Again, that's a KNOWN painting by Augustin Brunios, titled, "A Cudgelling Match between English and French Negroes in the Island of Dominica"

From the late 1700s.

And you trying to pass that shyt off like it depicts native Africans who "weren't supposed to be there." You're basically lying by omission.




Another KNOWN painting by Brunios again, titled "Black Caribs of St. Vincent". You know who the Black Caribs were?

The original Caribs were the Native Americans that had occupied St. Vincent since the 1200s. There were Europeans there in the 1500s and 1600s who studied their culture.The first Africans showed up in 1675 when a slave ship carrying Ibibio people from Nigeria shipwrecked and the Carib took them in.
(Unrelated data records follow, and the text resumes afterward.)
//! Search sessions and the window sweep.

use std::fmt;
use std::str::FromStr;
use std::sync::Arc;
use std::sync::atomic::{AtomicBool, Ordering};
use std::time::{Duration, Instant};

use tracing::{debug, info, instrument, warn};
use warpsearch_dtw::Window;

use crate::error::SearchError;
use crate::result::{SearchResult, StopReason, WindowEvaluation, WindowScore};
use crate::store::SequenceStore;
use crate::strategy::{Evaluator, Strategy};

// ── Cancellation ───────────────────────────────────────────────────────────

/// Cooperative cancellation shared between a running search and its owner.
///
/// Fires when [`CancelToken::cancel`] is called on any clone or once the
/// optional deadline passes. Checked before each window and between sequences
/// inside a window.
#[derive(Debug, Clone, Default)]
pub struct CancelToken {
    flag: Arc<AtomicBool>,
    deadline: Option<Instant>,
}

impl CancelToken {
    /// Create a token that only fires when cancelled explicitly.
    #[must_use]
    pub fn new() -> Self {
        Self::default()
    }

    /// Create a token that also fires `limit` from now.
    #[must_use]
    pub fn with_time_limit(limit: Duration) -> Self {
        Self {
            flag: Arc::default(),
            deadline: Some(Instant::now() + limit),
        }
    }

    /// Request cancellation.
    pub fn cancel(&self) {
        self.flag.store(true, Ordering::Relaxed);
    }

    /// Return true once cancellation was requested or the deadline passed.
    #[must_use]
    pub fn is_cancelled(&self) -> bool {
        self.flag.load(Ordering::Relaxed) || self.deadline.is_some_and(|d| Instant::now() >= d)
    }

    /// Return [`SearchError::Cancelled`] if the token fired.
    ///
    /// # Errors
    ///
    /// | Variant | Condition |
    /// |---|---|
    /// | [`SearchError::Cancelled`] | the token fired |
    pub fn check(&self) -> Result<(), SearchError> {
        if self.is_cancelled() {
            Err(SearchError::Cancelled)
        } else {
            Ok(())
        }
    }
}

// ── Direction ──────────────────────────────────────────────────────────────

/// Order in which windows are visited.
#[derive(Debug, Clone, Copy, Default, PartialEq, Eq, Hash)]
pub enum Direction {
    /// From window 0 up to the maximum.
    Ascending,
    /// From the maximum down to window 0.
    #[default]
    Descending,
}

impl Direction {
    /// Return the command-line name.
    #[must_use]
    pub fn name(self) -> &'static str {
        match self {
            Direction::Ascending => "ascending",
            Direction::Descending => "descending",
        }
    }

    fn windows(self, max_window: Window) -> Box<dyn Iterator<Item = Window>> {
        let range = 0..=max_window.radius();
        match self {
            Direction::Ascending => Box::new(range.map(Window::new)),
            Direction::Descending => Box::new(range.rev().map(Window::new)),
        }
    }
}

impl fmt::Display for Direction {
    fn fmt(&self, f: &mut fmt::Formatter<'_>) -> fmt::Result {
        f.write_str(self.name())
    }
}

impl FromStr for Direction {
    type Err = SearchError;

    fn from_str(s: &str) -> Result<Self, Self::Err> {
        match s.to_ascii_lowercase().as_str() {
            "asc" | "ascending" => Ok(Direction::Ascending),
            "desc" | "descending" => Ok(Direction::Descending),
            _ => Err(SearchError::UnknownDirection { name: s.to_string() }),
        }
    }
}

// ── Evaluation seam ────────────────────────────────────────────────────────

/// Anything that can score a window. The sweep only sees this trait.
pub trait Evaluate {
    /// Leave-one-out 1-NN evaluation at `window`.
    ///
    /// # Errors
    ///
    /// Returns [`SearchError::Cancelled`] when `cancel` fires mid-evaluation, or
    /// any other error the evaluator reports.
    fn evaluate(
        &mut self,
        window: Window,
        cancel: &CancelToken,
    ) -> Result<WindowEvaluation, SearchError>;
}

/// Visit windows in `direction`, keeping the one with the fewest errors.
///
/// Error counts are compared as integers and a later window replaces the best
/// only when strictly better. In greedy mode the sweep stops at the first window
/// whose count is strictly worse than the best so far.
///
/// # Errors
///
/// | Variant | Condition |
/// |---|---|
/// | [`SearchError::NothingEvaluated`] | cancelled before any window completed |
/// | any other | propagated from the evaluator |
#[instrument(level = "debug", skip(evaluator, cancel))]
pub fn sweep<E: Evaluate + ?Sized>(
    evaluator: &mut E,
    max_window: Window,
    direction: Direction,
    greedy: bool,
    cancel: &CancelToken,
) -> Result<SearchResult, SearchError> {
    let mut scores: Vec<WindowScore> = Vec::new();
    let mut best: Option<(Window, usize, f64)> = None;
    let mut n = 0;
    let mut stop = StopReason::Exhausted;

    for window in direction.windows(max_window) {
        if cancel.is_cancelled() {
            stop = StopReason::Cancelled;
            break;
        }
        let start = Instant::now();
        let evaluation = match evaluator.evaluate(window, cancel) {
            Ok(evaluation) => evaluation,
            Err(SearchError::Cancelled) => {
                stop = StopReason::Cancelled;
                break;
            }
            Err(e) => return Err(e),
        };
        let score = WindowScore {
            window,
            errors: evaluation.errors,
            error_rate: evaluation.error_rate(),
            elapsed: start.elapsed(),
        };
        n = evaluation.n;
        debug!(
            %window,
            errors = score.errors,
            error_rate = score.error_rate,
            elapsed_ms = score.elapsed.as_millis() as u64,
            "window evaluated"
        );
        scores.push(score);

        let best_errors = best.map(|(_, errors, _)| errors);
        if best_errors.is_none_or(|errors| score.errors < errors) {
            best = Some((window, score.errors, score.error_rate));
        } else if greedy && best_errors.is_some_and(|errors| score.errors > errors) {
            stop = StopReason::GreedyStop;
            break;
        }
    }

    let Some((best_window, best_errors, best_error_rate)) = best else {
        warn!("search cancelled before any window was evaluated");
        return Err(SearchError::NothingEvaluated);
    };
    if stop == StopReason::Cancelled {
        warn!(evaluated = scores.len(), "search cancelled, returning best so far");
    }
    info!(
        best_window = best_window.radius(),
        best_errors,
        best_error_rate,
        evaluated = scores.len(),
        stop = %stop,
        "window search finished"
    );

    Ok(SearchResult {
        best_window,
        best_errors,
        best_error_rate,
        n,
        scores,
        completed: stop != StopReason::Cancelled,
        stop,
    })
}

// ── Session ────────────────────────────────────────────────────────────────

/// A training store bound to a strategy and a window range.
///
/// Owns the strategy's caches, so repeated evaluations (in any order) reuse
/// envelopes and, for the propagation strategy, the whole neighbour table.
#[derive(Debug)]
pub struct SearchSession<'a> {
    store: &'a SequenceStore,
    strategy: Strategy,
    max_window: Window,
    evaluator: Evaluator<'a>,
}

impl<'a> SearchSession<'a> {
    /// Bind `store` to `strategy` for windows `0..=max_window`.
    ///
    /// # Errors
    ///
    /// | Variant | Condition |
    /// |---|---|
    /// | [`SearchError::TooFewSequences`] | fewer than 2 sequences |
    /// | [`SearchError::LengthMismatch`] | unequal lengths with a strategy other than naive |
    /// | [`SearchError::WindowOutOfRange`] | `max_window` exceeds the longest sequence |
    pub fn new(
        store: &'a SequenceStore,
        strategy: Strategy,
        max_window: Window,
    ) -> Result<Self, SearchError> {
        if store.len() < 2 {
            return Err(SearchError::TooFewSequences {
                found: store.len(),
                required: 2,
            });
        }
        if strategy.needs_equal_lengths()
            && let Some((index, len)) = store.first_length_mismatch()
        {
            return Err(SearchError::LengthMismatch {
                strategy,
                index,
                len,
                expected: store.view(0).len(),
            });
        }
        if max_window.radius() > store.max_len() {
            return Err(SearchError::WindowOutOfRange {
                window: max_window.radius(),
                max: store.max_len(),
            });
        }
        debug!(n = store.len(), %strategy, max_window = max_window.radius(), "search session created");
        Ok(Self {
            store,
            strategy,
            max_window,
            evaluator: Evaluator::new(strategy, store, max_window),
        })
    }

    /// Return the strategy.
    #[must_use]
    pub fn strategy(&self) -> Strategy {
        self.strategy
    }

    /// Return the largest window of the session.
    #[must_use]
    pub fn max_window(&self) -> Window {
        self.max_window
    }

    /// Return the training store.
    #[must_use]
    pub fn store(&self) -> &'a SequenceStore {
        self.store
    }

    /// Evaluate one window without a cancel token.
    ///
    /// # Errors
    ///
    /// | Variant | Condition |
    /// |---|---|
    /// | [`SearchError::WindowOutOfRange`] | `window > max_window` |
    pub fn evaluate_window(&mut self, window: Window) -> Result<WindowEvaluation, SearchError> {
        self.evaluate(window, &CancelToken::new())
    }

    /// Sweep every window in `direction`.
    ///
    /// # Errors
    ///
    /// See [`sweep`].
    pub fn search(
        &mut self,
        direction: Direction,
        greedy: bool,
        cancel: &CancelToken,
    ) -> Result<SearchResult, SearchError> {
        let max_window = self.max_window;
        sweep(self, max_window, direction, greedy, cancel)
    }
}

impl Evaluate for SearchSession<'_> {
    fn evaluate(
        &mut self,
        window: Window,
        cancel: &CancelToken,
    ) -> Result<WindowEvaluation, SearchError> {
        if window > self.max_window {
            return Err(SearchError::WindowOutOfRange {
                window: window.radius(),
                max: self.max_window.radius(),
            });
        }
        let neighbors = self.evaluator.neighbors(window, cancel)?;
        Ok(WindowEvaluation::from_neighbors(window, self.store, neighbors))
    }
}

#[cfg(test)]
mod tests {
    use std::collections::HashMap;

    use super::*;

    /// Returns scripted error counts and records the visiting order.
    struct Scripted {
        errors: HashMap<usize, usize>,
        visited: Vec<usize>,
        cancel_after: Option<(usize, CancelToken)>,
    }

    impl Scripted {
        fn new(errors: &[(usize, usize)]) -> Self {
            Self {
                errors: errors.iter().copied().collect(),
                visited: Vec::new(),
                cancel_after: None,
            }
        }
    }

    impl Evaluate for Scripted {
        fn evaluate(
            &mut self,
            window: Window,
            _cancel: &CancelToken,
        ) -> Result<WindowEvaluation, SearchError> {
            self.visited.push(window.radius());
            if let Some((count, token)) = &self.cancel_after
                && self.visited.len() >= *count
            {
                token.cancel();
            }
            Ok(WindowEvaluation {
                window,
                errors: self.errors[&window.radius()],
                n: 10,
                neighbors: Vec::new(),
            })
        }
    }

    #[test]
    fn descending_keeps_first_of_tied_windows() {
        let mut eval = Scripted::new(&[(0, 5), (1, 2), (2, 2), (3, 4)]);
        let result = sweep(&mut eval, Window::new(3), Direction::Descending, false, &CancelToken::new()).unwrap();
        assert_eq!(result.best_window, Window::new(2));
        assert_eq!(result.best_errors, 2);
        assert_eq!(eval.visited, vec![3, 2, 1, 0]);
        assert_eq!(result.stop, StopReason::Exhausted);
        assert!(result.completed);
    }

    #[test]
    fn ascending_keeps_first_of_tied_windows() {
        let mut eval = Scripted::new(&[(0, 5), (1, 2), (2, 2), (3, 4)]);
        let result = sweep(&mut eval, Window::new(3), Direction::Ascending, false, &CancelToken::new()).unwrap();
        assert_eq!(result.best_window, Window::new(1));
        assert_eq!(result.scores.len(), 4);
        assert!((result.best_error_rate - 0.2).abs() < 1e-12);
    }

    #[test]
    fn greedy_stops_when_errors_rise() {
        let mut eval = Scripted::new(&[(0, 1), (1, 3), (2, 3), (3, 2), (4, 6)]);
        let result = sweep(&mut eval, Window::new(4), Direction::Ascending, true, &CancelToken::new()).unwrap();
        assert_eq!(result.best_window, Window::new(0));
        assert_eq!(eval.visited, vec![0, 1]);
        assert_eq!(result.stop, StopReason::GreedyStop);
        assert!(result.completed);
    }

    #[test]
    fn greedy_continues_through_plateaus() {
        let mut eval = Scripted::new(&[(0, 4), (1, 4), (2, 4), (3, 1)]);
        let result = sweep(&mut eval, Window::new(3), Direction::Ascending, true, &CancelToken::new()).unwrap();
        assert_eq!(result.best_window, Window::new(3));
        assert_eq!(result.stop, StopReason::Exhausted);
    }

    #[test]
    fn cancellation_returns_best_so_far() {
        let token = CancelToken::new();
        let mut eval = Scripted::new(&[(0, 4), (1, 1), (2, 3), (3, 0)]);
        eval.cancel_after = Some((2, token.clone()));
        let result = sweep(&mut eval, Window::new(3), Direction::Ascending, false, &token).unwrap();
        assert_eq!(result.best_window, Window::new(1));
        assert_eq!(result.scores.len(), 2);
        assert_eq!(result.stop, StopReason::Cancelled);
        assert!(!result.completed);
    }

    #[test]
    fn cancelling_before_the_first_window_evaluates_nothing() {
        let token = CancelToken::new();
        token.cancel();
        let mut eval = Scripted::new(&[(0, 0)]);
        let err = sweep(&mut eval, Window::new(0), Direction::Ascending, false, &token).unwrap_err();
        assert!(matches!(err, SearchError::NothingEvaluated));
        assert!(eval.visited.is_empty());
    }

    #[test]
    fn expired_deadline_cancels() {
        let token = CancelToken::with_time_limit(Duration::ZERO);
        assert!(token.is_cancelled());
        assert!(matches!(token.check(), Err(SearchError::Cancelled)));
        assert!(CancelToken::new().check().is_ok());
    }

    #[test]
    fn direction_parses_short_and_long_names() {
        assert_eq!("asc".parse::<Direction>().unwrap(), Direction::Ascending);
        assert_eq!("Descending".parse::<Direction>().unwrap(), Direction::Descending);
        assert!(matches!(
            "sideways".parse::<Direction>(),
            Err(SearchError::UnknownDirection { .. })
        ));
    }
}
They intermarried, and the Black Carib (Garifuna) culture resulted. "Black Caribs" didn't exist until 1675. They kept taking in escaped slaves until by the late 1700s, they were mostly mixed race.

This painting is from the 1770s, a good hundred years after the first escaped slaves got to St. Vincent and began intermarrying with Caribs.




Again, this is DOCUMENTED history. You posting these out-of-context paintings like they some big mystery, "Oh these Black people aren't supposed to be there", when everyone already knows exactly how they got there and that they'd already been there for damn over 100 years.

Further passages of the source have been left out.